Predicting Presidental Elections

Author John Cassidy discusses some of the previous presidential election prediction model developed by other economists in his paper located at: http://www.portfolio.con/views/columns/economics/2008/01/14/Predicting-the-Presidential-Election#

Mr. Cassidy reviews three of the leading models. All of the models based their predictions not on what the presidential candidates were citing as their platforms but upon leading economic indicators such as US gross domestic product over a given time frame, the US inflation rate, the average per capita income growth rate of disposable income, and such non-economic statistics as the number of American combat fatalities in any current conflict or the current president’s approval rating.

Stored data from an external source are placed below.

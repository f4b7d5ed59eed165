//! Component container: descriptor catalogue, dependency-graph resolution,
//! singleton caching, and lifecycle.

mod container;
mod descriptor;
mod registry;
mod resolve;

pub use container::Container;
pub use descriptor::{
    short_type_name, AsyncComponent, BoxError, Component, ComponentContext, ComponentDescriptor,
    ComponentKind, DependencyRequest, DescriptorBuilder, Instance, Scope,
};
pub use registry::ComponentRegistry;

use std::fmt;

use crate::config::ConfigError;

/// Errors raised while resolving or using the component graph.
///
/// Any of these during startup aborts the application with the offending
/// descriptor named; no partial container is ever exposed to user code.
#[derive(Debug)]
pub enum ContainerError {
    /// Two active descriptors share a name under the selected profile.
    DuplicateName { name: String, profile: String },
    /// A declared dependency matches no active descriptor.
    MissingDependency {
        component: String,
        dependency: String,
    },
    /// A by-type dependency matches several active descriptors and carries
    /// no name hint to disambiguate.
    AmbiguousDependency {
        component: String,
        dependency: String,
        candidates: Vec<String>,
    },
    /// The dependency graph restricted to active descriptors has a cycle.
    CircularDependency { cycle: Vec<String> },
    /// A component factory failed.
    Instantiation { component: String, message: String },
    /// A lookup named a component that is not active.
    UnknownComponent(String),
    /// A lookup or context access expected a different concrete type.
    TypeMismatch { name: String, expected: &'static str },
    /// A value-injection dependency failed to resolve through the
    /// configuration store.
    Configuration(ConfigError),
}

impl fmt::Display for ContainerError {
    fn fmt(&self, f: &mut fmt::Formatter<'_>) -> fmt::Result {
        match self {
            ContainerError::DuplicateName { name, profile } => {
                let scope = if profile.is_empty() {
                    "the base profile".to_string()
                } else {
                    format!("profile '{profile}'")
                };
                write!(
                    f,
                    "Component '{name}' is registered more than once for {scope}"
                )
            }
            ContainerError::MissingDependency {
                component,
                dependency,
            } => write!(
                f,
                "Missing dependency for component '{component}': '{dependency}' matches no \
                 active descriptor. Register it, or mark the dependency optional."
            ),
            ContainerError::AmbiguousDependency {
                component,
                dependency,
                candidates,
            } => write!(
                f,
                "Ambiguous dependency for component '{component}': '{dependency}' matches \
                 several descriptors ({}). Add a name hint to pick one.",
                candidates.join(", ")
            ),
            ContainerError::CircularDependency { cycle } => {
                write!(f, "Circular dependency detected: {}", cycle.join(" -> "))
            }
            ContainerError::Instantiation { component, message } => {
                write!(f, "Failed to construct component '{component}': {message}")
            }
            ContainerError::UnknownComponent(name) => {
                write!(f, "No active component named '{name}'")
            }
            ContainerError::TypeMismatch { name, expected } => {
                write!(f, "Component '{name}' is not a `{expected}`")
            }
            ContainerError::Configuration(err) => write!(f, "{err}"),
        }
    }
}

impl std::error::Error for ContainerError {}

impl From<ConfigError> for ContainerError {
    fn from(err: ConfigError) -> Self {
        ContainerError::Configuration(err)
    }
}
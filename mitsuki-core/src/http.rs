//! Re-exports of the HTTP types user code interacts with, so applications
//! depend on `mitsuki-core` without naming the underlying stack.

pub use axum::body::Body;
pub use axum::extract::{ConnectInfo, FromRef, FromRequest, FromRequestParts, Request};
pub use axum::http::{
    header, HeaderMap, HeaderName, HeaderValue, Method, StatusCode, Uri,
};
pub use axum::response::{IntoResponse, Response};
pub use axum::{serve, Extension, Json, Router};
pub use bytes::Bytes;
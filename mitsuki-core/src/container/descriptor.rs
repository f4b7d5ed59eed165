use std::any::{type_name, Any, TypeId};
use std::collections::{BTreeSet, HashMap};
use std::fmt;
use std::future::Future;
use std::pin::Pin;
use std::sync::Arc;

use crate::config::{ConfigStore, ConfigValue, FromConfigValue};
use crate::container::ContainerError;
use crate::scheduling::ScheduledTaskSpec;
use crate::web::controller::ControllerRouteSet;

/// Boxed error type returned by user factories and hooks.
pub type BoxError = Box<dyn std::error::Error + Send + Sync>;

/// A resolved component instance, shared by the container.
pub type Instance = Arc<dyn Any + Send + Sync>;

pub(crate) type FactoryFn = Arc<
    dyn Fn(ComponentContext) -> Pin<Box<dyn Future<Output = Result<Instance, BoxError>> + Send>>
        + Send
        + Sync,
>;

pub(crate) type ShutdownFn = Arc<
    dyn Fn(Instance) -> Pin<Box<dyn Future<Output = Result<(), BoxError>> + Send>> + Send + Sync,
>;

/// The short (unqualified) name of a type, used as the default component name.
pub fn short_type_name<T: ?Sized>() -> &'static str {
    let full = type_name::<T>();
    let base = match full.find('<') {
        Some(idx) => &full[..idx],
        None => full,
    };
    base.rsplit("::").next().unwrap_or(base)
}

/// What role a component plays in the application layering.
#[derive(Debug, Clone, Copy, PartialEq, Eq)]
pub enum ComponentKind {
    Service,
    Repository,
    Controller,
    Configuration,
    Provider,
    Generic,
}

impl fmt::Display for ComponentKind {
    fn fmt(&self, f: &mut fmt::Formatter<'_>) -> fmt::Result {
        let s = match self {
            ComponentKind::Service => "service",
            ComponentKind::Repository => "repository",
            ComponentKind::Controller => "controller",
            ComponentKind::Configuration => "configuration",
            ComponentKind::Provider => "provider",
            ComponentKind::Generic => "generic",
        };
        f.write_str(s)
    }
}

/// Instance lifecycle: one per container, or one per injection point.
#[derive(Debug, Clone, Copy, PartialEq, Eq, Default)]
pub enum Scope {
    #[default]
    Singleton,
    Prototype,
}

/// A single declared dependency of a component.
#[derive(Clone)]
pub enum DependencyRequest {
    /// Another managed component, matched by name-or-type (see container
    /// resolution rules).
    Component {
        param: String,
        type_id: TypeId,
        type_name: &'static str,
        name_hint: Option<String>,
        optional: bool,
    },
    /// A configuration value, resolved through the config store at
    /// instantiation time, never through the container.
    Value {
        param: String,
        key: String,
        default: Option<ConfigValue>,
    },
}

impl DependencyRequest {
    pub fn component<T: 'static>(param: &str) -> Self {
        DependencyRequest::Component {
            param: param.to_string(),
            type_id: TypeId::of::<T>(),
            type_name: short_type_name::<T>(),
            name_hint: None,
            optional: false,
        }
    }

    pub fn named<T: 'static>(param: &str, name: &str) -> Self {
        DependencyRequest::Component {
            param: param.to_string(),
            type_id: TypeId::of::<T>(),
            type_name: short_type_name::<T>(),
            name_hint: Some(name.to_string()),
            optional: false,
        }
    }

    pub fn optional<T: 'static>(param: &str) -> Self {
        DependencyRequest::Component {
            param: param.to_string(),
            type_id: TypeId::of::<T>(),
            type_name: short_type_name::<T>(),
            name_hint: None,
            optional: true,
        }
    }

    pub fn value(param: &str, key: &str) -> Self {
        DependencyRequest::Value {
            param: param.to_string(),
            key: key.to_string(),
            default: None,
        }
    }

    pub fn value_or(param: &str, key: &str, default: impl Into<ConfigValue>) -> Self {
        DependencyRequest::Value {
            param: param.to_string(),
            key: key.to_string(),
            default: Some(default.into()),
        }
    }

    /// The parameter name this dependency binds to.
    pub fn param(&self) -> &str {
        match self {
            DependencyRequest::Component { param, .. } => param,
            DependencyRequest::Value { param, .. } => param,
        }
    }
}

Mr. Cassidy’s description of the models leaves the reader to conclude that each of the models that he is reviewing is based upon just two criteria. As examples he states that Yale University Professors Ray Fair’s model used two key variables (growth rate of US gross domestic product in the same three quarters leading up to the election and the average US inflation rate during the previous 15 quarters) to determine the election’s winner.

The winner in all three models is based upon primarily how well the economy faired during the current president’s term in office. If the economy performance was poor, then a change in party was predicted.

Monday, January 28, 2008

An Introduction

This blog is being maintained by Mike Guinn a student at UMSL. I am doing this for my Dr. Sauter's Decision Support Systems class.